** DATA EXTRACT follows **
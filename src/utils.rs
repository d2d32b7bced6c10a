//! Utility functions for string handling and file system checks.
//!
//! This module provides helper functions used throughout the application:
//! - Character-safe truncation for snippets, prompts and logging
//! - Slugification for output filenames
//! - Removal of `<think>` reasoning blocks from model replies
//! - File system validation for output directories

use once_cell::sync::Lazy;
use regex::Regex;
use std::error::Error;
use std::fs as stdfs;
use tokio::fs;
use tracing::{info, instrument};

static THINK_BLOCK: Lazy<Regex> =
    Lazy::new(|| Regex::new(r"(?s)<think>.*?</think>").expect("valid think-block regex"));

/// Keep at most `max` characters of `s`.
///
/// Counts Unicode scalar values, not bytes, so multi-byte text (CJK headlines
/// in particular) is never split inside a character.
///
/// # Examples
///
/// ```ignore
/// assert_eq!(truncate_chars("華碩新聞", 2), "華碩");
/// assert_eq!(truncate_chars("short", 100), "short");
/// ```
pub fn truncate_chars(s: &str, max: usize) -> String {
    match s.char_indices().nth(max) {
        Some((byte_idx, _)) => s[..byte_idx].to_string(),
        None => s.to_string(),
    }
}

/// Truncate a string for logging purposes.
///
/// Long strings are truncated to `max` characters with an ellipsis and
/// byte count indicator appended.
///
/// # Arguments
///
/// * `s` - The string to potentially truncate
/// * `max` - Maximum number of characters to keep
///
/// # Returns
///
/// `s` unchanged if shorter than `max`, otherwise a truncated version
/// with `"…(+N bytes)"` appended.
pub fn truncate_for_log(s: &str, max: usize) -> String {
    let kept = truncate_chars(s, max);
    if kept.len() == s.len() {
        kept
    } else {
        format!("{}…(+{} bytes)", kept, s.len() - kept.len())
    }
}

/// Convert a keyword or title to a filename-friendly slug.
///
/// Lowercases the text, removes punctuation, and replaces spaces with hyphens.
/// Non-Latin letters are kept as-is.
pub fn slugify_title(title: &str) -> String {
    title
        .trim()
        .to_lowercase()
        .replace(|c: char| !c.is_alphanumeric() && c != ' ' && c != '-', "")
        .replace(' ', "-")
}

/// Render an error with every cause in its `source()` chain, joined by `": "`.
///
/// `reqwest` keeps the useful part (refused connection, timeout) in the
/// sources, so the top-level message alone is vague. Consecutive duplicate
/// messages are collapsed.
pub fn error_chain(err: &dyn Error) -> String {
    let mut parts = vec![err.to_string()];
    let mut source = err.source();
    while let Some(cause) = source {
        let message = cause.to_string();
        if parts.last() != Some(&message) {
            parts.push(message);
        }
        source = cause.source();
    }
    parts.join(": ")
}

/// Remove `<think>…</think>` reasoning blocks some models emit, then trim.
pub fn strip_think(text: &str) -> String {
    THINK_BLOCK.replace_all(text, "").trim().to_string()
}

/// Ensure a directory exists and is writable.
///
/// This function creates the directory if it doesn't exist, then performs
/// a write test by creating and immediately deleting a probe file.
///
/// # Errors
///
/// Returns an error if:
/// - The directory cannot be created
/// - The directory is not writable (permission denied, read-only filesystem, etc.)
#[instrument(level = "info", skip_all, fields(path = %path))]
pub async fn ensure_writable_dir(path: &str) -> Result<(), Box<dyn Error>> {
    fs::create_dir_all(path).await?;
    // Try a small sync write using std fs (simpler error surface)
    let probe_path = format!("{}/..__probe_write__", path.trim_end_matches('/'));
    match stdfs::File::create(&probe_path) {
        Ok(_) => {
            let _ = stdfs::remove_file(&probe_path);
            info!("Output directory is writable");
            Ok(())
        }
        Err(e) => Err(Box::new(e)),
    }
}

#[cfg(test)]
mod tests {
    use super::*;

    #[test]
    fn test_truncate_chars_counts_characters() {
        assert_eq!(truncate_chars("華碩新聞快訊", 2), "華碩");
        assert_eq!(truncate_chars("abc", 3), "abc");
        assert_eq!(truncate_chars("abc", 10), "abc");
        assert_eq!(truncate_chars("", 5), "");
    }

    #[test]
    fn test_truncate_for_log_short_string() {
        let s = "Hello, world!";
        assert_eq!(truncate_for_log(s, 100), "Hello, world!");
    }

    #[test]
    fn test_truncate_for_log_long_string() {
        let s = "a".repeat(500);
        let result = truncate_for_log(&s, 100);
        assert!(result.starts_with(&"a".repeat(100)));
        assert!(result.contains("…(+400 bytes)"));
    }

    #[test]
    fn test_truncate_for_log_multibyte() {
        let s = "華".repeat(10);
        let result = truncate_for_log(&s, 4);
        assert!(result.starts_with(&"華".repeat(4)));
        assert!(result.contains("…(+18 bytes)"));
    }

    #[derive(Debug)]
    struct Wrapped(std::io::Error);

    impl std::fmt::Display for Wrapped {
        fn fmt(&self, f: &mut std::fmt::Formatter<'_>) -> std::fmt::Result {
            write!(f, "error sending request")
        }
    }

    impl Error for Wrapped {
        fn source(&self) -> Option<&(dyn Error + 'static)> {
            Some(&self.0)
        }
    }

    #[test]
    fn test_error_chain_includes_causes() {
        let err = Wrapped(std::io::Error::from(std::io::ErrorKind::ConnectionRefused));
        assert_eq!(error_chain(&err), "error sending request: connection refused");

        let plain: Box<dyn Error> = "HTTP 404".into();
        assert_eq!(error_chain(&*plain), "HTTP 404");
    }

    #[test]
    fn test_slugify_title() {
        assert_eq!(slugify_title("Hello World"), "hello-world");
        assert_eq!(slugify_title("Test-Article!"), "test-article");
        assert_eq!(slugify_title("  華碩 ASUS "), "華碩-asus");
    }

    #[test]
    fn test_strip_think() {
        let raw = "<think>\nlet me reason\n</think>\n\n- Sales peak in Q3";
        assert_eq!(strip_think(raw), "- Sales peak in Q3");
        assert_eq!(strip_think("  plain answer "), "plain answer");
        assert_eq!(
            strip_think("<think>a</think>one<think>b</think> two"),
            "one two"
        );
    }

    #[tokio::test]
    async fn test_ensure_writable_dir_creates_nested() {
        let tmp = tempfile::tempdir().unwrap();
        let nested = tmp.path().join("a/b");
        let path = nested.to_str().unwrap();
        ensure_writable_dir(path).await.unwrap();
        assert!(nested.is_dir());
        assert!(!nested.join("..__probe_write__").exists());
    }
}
** End of DATA EXTRACT **
** DATA EXTRACT follows **
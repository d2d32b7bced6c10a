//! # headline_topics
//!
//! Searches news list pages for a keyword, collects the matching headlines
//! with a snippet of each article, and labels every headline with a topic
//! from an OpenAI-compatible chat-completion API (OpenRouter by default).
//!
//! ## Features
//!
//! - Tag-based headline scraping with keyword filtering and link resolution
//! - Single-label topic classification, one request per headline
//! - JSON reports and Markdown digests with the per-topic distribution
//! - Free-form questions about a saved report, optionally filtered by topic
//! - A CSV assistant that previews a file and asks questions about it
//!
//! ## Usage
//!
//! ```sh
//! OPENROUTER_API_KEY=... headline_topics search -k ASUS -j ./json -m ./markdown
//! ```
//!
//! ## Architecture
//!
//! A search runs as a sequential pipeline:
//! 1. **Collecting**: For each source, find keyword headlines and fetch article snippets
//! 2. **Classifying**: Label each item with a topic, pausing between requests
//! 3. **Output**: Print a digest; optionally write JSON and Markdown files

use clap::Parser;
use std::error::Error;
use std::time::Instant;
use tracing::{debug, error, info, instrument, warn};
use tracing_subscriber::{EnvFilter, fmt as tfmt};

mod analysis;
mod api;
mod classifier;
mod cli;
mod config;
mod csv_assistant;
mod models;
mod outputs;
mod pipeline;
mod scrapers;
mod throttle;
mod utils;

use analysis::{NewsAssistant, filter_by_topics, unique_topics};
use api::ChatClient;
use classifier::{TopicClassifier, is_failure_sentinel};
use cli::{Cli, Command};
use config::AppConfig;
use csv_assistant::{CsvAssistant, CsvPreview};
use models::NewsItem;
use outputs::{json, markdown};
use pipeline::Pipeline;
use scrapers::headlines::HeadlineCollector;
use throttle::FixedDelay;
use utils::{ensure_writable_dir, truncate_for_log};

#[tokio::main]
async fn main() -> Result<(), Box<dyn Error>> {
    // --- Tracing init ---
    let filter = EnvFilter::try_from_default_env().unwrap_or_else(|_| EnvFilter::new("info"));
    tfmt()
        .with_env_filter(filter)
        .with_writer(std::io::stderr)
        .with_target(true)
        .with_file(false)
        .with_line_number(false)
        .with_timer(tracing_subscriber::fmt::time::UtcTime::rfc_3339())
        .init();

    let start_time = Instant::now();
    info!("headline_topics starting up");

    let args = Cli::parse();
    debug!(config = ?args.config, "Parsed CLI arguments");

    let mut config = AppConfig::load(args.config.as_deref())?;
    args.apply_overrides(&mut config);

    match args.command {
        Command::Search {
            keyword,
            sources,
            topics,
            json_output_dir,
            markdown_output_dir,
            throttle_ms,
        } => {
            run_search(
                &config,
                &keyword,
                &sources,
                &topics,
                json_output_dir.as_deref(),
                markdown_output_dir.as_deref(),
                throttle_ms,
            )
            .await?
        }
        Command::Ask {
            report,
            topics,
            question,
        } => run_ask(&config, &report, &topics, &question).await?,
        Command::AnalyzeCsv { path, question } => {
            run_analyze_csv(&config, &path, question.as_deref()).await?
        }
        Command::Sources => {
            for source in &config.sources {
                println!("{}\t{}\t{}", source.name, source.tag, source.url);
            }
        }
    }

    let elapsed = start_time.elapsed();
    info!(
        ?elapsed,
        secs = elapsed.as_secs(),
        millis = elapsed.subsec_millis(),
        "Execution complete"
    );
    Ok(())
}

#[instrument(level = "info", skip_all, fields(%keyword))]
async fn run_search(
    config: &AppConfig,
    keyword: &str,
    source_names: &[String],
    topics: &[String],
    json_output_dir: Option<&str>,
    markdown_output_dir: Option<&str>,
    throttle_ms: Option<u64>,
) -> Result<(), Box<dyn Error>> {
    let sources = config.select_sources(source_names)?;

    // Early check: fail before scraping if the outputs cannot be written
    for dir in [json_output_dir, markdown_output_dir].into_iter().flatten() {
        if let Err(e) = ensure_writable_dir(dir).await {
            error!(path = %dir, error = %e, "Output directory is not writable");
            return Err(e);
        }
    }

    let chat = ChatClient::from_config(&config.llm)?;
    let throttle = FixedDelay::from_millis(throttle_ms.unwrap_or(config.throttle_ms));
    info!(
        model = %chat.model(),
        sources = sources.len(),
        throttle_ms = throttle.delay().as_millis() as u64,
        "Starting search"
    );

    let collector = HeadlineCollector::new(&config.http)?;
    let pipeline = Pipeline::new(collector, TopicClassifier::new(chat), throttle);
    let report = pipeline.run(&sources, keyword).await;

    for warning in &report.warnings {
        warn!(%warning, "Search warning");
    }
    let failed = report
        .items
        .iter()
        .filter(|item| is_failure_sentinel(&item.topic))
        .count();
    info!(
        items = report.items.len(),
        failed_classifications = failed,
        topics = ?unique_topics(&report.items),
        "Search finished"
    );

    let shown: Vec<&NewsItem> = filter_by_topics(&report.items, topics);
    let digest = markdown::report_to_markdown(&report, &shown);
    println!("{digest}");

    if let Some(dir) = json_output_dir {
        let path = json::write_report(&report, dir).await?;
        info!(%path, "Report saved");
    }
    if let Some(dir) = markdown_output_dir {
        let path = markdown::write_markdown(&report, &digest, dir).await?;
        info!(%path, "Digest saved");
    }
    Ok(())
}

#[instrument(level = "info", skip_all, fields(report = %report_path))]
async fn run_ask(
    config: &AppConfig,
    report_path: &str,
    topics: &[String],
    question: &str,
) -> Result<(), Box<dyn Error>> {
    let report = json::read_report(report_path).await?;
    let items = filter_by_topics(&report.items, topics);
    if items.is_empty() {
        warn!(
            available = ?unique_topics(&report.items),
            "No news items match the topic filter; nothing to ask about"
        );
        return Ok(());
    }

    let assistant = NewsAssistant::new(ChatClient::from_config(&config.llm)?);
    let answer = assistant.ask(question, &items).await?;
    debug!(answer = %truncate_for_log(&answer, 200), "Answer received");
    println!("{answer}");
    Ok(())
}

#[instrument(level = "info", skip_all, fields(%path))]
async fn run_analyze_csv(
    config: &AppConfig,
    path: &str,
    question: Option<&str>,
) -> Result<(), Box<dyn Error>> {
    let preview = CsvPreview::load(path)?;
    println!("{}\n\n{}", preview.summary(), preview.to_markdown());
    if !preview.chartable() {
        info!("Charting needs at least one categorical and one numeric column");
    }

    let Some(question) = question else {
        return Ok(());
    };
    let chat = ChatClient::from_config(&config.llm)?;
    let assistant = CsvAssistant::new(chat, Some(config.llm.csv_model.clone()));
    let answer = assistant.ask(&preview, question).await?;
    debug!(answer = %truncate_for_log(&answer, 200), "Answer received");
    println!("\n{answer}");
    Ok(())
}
** End of DATA EXTRACT **
** DATA EXTRACT follows **
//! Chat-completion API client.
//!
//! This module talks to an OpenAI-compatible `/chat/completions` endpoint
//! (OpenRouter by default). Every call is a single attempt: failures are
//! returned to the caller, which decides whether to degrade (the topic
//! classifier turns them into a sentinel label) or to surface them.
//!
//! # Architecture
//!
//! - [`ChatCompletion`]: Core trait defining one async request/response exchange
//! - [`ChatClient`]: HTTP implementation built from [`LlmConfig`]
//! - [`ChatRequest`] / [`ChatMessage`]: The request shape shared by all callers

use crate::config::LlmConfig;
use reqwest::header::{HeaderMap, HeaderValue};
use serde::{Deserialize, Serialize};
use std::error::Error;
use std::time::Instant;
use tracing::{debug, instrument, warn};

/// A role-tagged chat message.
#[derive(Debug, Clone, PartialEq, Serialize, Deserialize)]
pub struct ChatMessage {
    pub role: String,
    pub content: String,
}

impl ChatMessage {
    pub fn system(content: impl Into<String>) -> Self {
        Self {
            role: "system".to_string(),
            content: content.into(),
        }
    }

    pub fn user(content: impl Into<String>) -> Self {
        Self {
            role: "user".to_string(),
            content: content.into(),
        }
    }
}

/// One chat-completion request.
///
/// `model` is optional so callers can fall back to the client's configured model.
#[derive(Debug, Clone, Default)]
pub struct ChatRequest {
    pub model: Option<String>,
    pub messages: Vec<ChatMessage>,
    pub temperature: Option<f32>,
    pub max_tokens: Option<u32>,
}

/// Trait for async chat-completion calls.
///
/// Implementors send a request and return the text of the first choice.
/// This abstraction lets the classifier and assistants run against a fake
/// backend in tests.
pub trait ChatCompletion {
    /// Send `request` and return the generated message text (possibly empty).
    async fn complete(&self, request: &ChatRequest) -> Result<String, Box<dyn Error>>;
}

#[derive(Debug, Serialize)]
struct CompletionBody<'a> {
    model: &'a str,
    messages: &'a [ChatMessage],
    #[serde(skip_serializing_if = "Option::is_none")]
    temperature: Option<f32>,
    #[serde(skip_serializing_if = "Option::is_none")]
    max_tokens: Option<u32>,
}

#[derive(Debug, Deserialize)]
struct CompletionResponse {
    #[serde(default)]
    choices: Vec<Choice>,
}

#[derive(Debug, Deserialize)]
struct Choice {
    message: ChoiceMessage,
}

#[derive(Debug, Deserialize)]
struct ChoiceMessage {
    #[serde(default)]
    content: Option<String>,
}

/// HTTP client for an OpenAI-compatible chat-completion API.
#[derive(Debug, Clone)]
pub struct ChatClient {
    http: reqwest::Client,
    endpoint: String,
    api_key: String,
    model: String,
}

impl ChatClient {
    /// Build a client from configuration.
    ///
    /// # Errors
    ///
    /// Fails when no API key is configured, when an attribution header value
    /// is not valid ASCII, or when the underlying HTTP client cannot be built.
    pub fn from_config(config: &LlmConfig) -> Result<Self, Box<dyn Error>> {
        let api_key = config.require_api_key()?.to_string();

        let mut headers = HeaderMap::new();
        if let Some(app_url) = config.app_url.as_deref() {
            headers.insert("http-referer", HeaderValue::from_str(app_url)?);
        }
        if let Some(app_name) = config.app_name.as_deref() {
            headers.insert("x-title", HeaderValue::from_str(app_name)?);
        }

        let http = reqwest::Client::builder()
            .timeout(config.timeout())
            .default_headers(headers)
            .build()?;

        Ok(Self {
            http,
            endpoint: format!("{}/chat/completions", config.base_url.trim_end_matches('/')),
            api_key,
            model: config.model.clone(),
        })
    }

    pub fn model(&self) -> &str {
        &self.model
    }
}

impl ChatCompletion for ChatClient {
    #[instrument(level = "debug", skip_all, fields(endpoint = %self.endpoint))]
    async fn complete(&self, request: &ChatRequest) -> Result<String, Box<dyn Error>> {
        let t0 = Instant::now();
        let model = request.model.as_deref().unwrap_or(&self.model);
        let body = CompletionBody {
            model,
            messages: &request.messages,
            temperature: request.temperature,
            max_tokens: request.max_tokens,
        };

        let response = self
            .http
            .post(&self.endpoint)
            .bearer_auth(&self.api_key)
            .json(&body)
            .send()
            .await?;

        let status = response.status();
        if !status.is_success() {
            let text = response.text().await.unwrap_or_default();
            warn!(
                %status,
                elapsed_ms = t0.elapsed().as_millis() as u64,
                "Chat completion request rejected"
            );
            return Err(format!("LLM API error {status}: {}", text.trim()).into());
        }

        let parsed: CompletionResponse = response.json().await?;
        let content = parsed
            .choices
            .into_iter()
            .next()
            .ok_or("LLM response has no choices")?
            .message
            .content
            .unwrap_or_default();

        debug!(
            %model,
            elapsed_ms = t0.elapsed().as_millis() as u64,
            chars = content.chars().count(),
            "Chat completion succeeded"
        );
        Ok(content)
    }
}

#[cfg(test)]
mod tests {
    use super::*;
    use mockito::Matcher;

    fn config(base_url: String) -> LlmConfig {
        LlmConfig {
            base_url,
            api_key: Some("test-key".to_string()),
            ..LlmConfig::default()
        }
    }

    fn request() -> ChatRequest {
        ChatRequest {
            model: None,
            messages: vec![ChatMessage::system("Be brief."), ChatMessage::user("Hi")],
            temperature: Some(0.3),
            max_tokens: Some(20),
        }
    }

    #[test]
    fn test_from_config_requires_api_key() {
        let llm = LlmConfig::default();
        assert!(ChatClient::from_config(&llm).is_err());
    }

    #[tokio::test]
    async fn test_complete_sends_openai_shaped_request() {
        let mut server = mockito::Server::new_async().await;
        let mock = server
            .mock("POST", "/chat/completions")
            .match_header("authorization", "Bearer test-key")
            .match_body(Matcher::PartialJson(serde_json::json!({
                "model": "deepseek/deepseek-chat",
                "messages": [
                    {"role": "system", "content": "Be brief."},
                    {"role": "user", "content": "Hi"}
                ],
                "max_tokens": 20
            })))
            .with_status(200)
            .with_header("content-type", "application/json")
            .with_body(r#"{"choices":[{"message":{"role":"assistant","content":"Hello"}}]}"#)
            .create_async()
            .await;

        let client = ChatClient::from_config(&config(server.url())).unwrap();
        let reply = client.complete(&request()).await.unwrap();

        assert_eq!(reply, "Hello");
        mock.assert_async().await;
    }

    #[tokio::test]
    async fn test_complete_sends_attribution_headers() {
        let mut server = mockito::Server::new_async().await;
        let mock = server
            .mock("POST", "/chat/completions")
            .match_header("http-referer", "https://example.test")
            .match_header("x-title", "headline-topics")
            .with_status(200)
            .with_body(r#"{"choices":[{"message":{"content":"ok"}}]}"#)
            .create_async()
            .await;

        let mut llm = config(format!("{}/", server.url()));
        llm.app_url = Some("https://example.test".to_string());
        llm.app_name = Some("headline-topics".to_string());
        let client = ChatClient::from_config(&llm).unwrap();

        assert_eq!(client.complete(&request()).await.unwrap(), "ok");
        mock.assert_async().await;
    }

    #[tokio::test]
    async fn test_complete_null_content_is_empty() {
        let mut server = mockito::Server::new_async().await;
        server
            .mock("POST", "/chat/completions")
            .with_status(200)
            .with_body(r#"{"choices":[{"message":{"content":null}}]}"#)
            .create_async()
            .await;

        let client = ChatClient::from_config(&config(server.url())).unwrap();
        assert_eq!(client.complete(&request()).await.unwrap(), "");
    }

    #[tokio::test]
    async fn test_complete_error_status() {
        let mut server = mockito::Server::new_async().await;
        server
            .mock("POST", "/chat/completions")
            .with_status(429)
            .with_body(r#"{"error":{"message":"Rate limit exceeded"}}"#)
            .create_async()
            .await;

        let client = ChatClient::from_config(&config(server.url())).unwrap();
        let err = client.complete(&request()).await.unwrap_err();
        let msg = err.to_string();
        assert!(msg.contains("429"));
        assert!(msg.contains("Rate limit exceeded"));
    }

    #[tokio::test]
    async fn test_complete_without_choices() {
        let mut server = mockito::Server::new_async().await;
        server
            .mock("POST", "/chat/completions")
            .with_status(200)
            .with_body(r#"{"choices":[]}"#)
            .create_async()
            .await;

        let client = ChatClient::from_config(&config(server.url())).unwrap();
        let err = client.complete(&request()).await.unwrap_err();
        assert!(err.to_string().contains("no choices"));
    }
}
** End of DATA EXTRACT **
> **WHAT IS EXPECTED**: In the records above, which lines hold the string "peak"? Copy each one.

> **THE COMPLETED TASK**:
        let raw = "<think>\nlet me reason\n</think>\n\n- Sales peak in Q3";
        assert_eq!(strip_think(raw), "- Sales peak in Q3");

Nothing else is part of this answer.